Chapter 4
Requirements for Coding
in Assembly Language
This chapter explains the basic requirements for developing an assembly program:
1. Use of comments
2. General coding format
3. The directives for printing a program listing
4. Directive for defining segments and procedures
Assemblers and Compilers
High level versus low level
Advantages
1. Provides more control over handling particular hardware requirements
2. Generates smaller, more compact executable modules
3. More likely results in faster execution
A common practice is to combine the benefits of both programming levels:
Code the bulk of a project in a high-level language, and code critical modules in assembly language.
Assembly Language Comments
A comment begins with a semicolon (;)
In this book, assembly instructions are in uppercase letters and comments are in lowercase, only as in convention and to make the programs more readable. Technically, you can freely use upper or lowercase characters for instructions and comments.
Reserved Words
Certain words in assembly language are reserved for its own purposes.
Examples such as MOV, ADD, END, SEGMENT, FAR, SIZE, @Data, and @Model.
Using a reserved word for a wrong purpose causes the assembler to generate an error message. Appendix D list the reserved words.
Identifiers
An identifier is a name that you apply to items in your program. The two types of identifier are name which refer to the address of a data item, and label, which refers to the address of an instruction. An identifier can use the following characters:
Alphabetic letters: A-Z and a-z
Digits: 0-9 (may not be the first character)
Special characters: question mark (?)
underline (_)
dollar ($)
at (@)
period(.) (May not be the first character)
The first character of an identifier must be an alphabetic letter or a special character, except for the period. Since the assembler uses some special words that being with the @ symbol, you should avoid using it for your own definitions. The assembler is not case sensitive. The maximum length of an identifier is 31 characters (247 since MASM 6.0).
Statements
An assembly language program consists of a set of statements. The two types of statements are:
1. instructions such as MOV and ADD, which the assembler translates to object code; and
2. directives, which tell the assembler to perform a specific action, such as define a data item.
General format for a statement:
| [identifier] | operation | [operand(s)] | [;comment] |
An identifier (if any), operation, and operand (if any) are separated by at least one blank or tab character. There is a maximum of 132 characters on a line (512 since MASM 6.0).
Example:
Directive: COUNT DB 1 ;name, operation, operand
Instruction: MOV AX,0 ;operation, two operands
Identifiers
The term name applies to the name of a defined item or directive and label applies to the name of an instruction.
Operation
The operation, which must be coded, is most commonly used for defining data areas and coding instruction. For a data item, an operation such as DB or DW defines a field, work area, or constant. For an instruction, an operation such as MOV or ADD indicates an action to perform.
Operand
The operand (if any) provides information for the operation to act on.

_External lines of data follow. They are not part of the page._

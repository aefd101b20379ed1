//! Vector store provider implementations.

#[cfg(feature = "vectorstore-memory")]
mod memory;
#[cfg(feature = "vectorstore-qdrant")]
mod qdrant;

#[cfg(feature = "vectorstore-memory")]
pub use memory::InMemoryVectorStore;
#[cfg(feature = "vectorstore-qdrant")]
pub use qdrant::{QdrantConfig, QdrantVectorStore};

For a data item, the operand defines its initial value.
Example:
COUNTER DB 0
For an instruction, an operand indicates where to perform the action. An instruction may have no, one, two or three operands.
Examples:
No operands: RET
One operand: MUL 10
Two operands: MOV CX,10
Three operands: SHRD ECX,EBX,CL
Directives
Assembly language supports a number of statements that enable you to control the way in which a program assembles and lists. These statements act during the assembling of the program and generate no executable code.
Chapter 25 covers all of the directives in detail.
Listing Directives: PAGE and TITLE
PAGE The Page directive at the start of a program designates the maximum number of lines to list on a page and the minimum of characters on a line.
PAGE [length] [,width] {default is PAGE 50,80.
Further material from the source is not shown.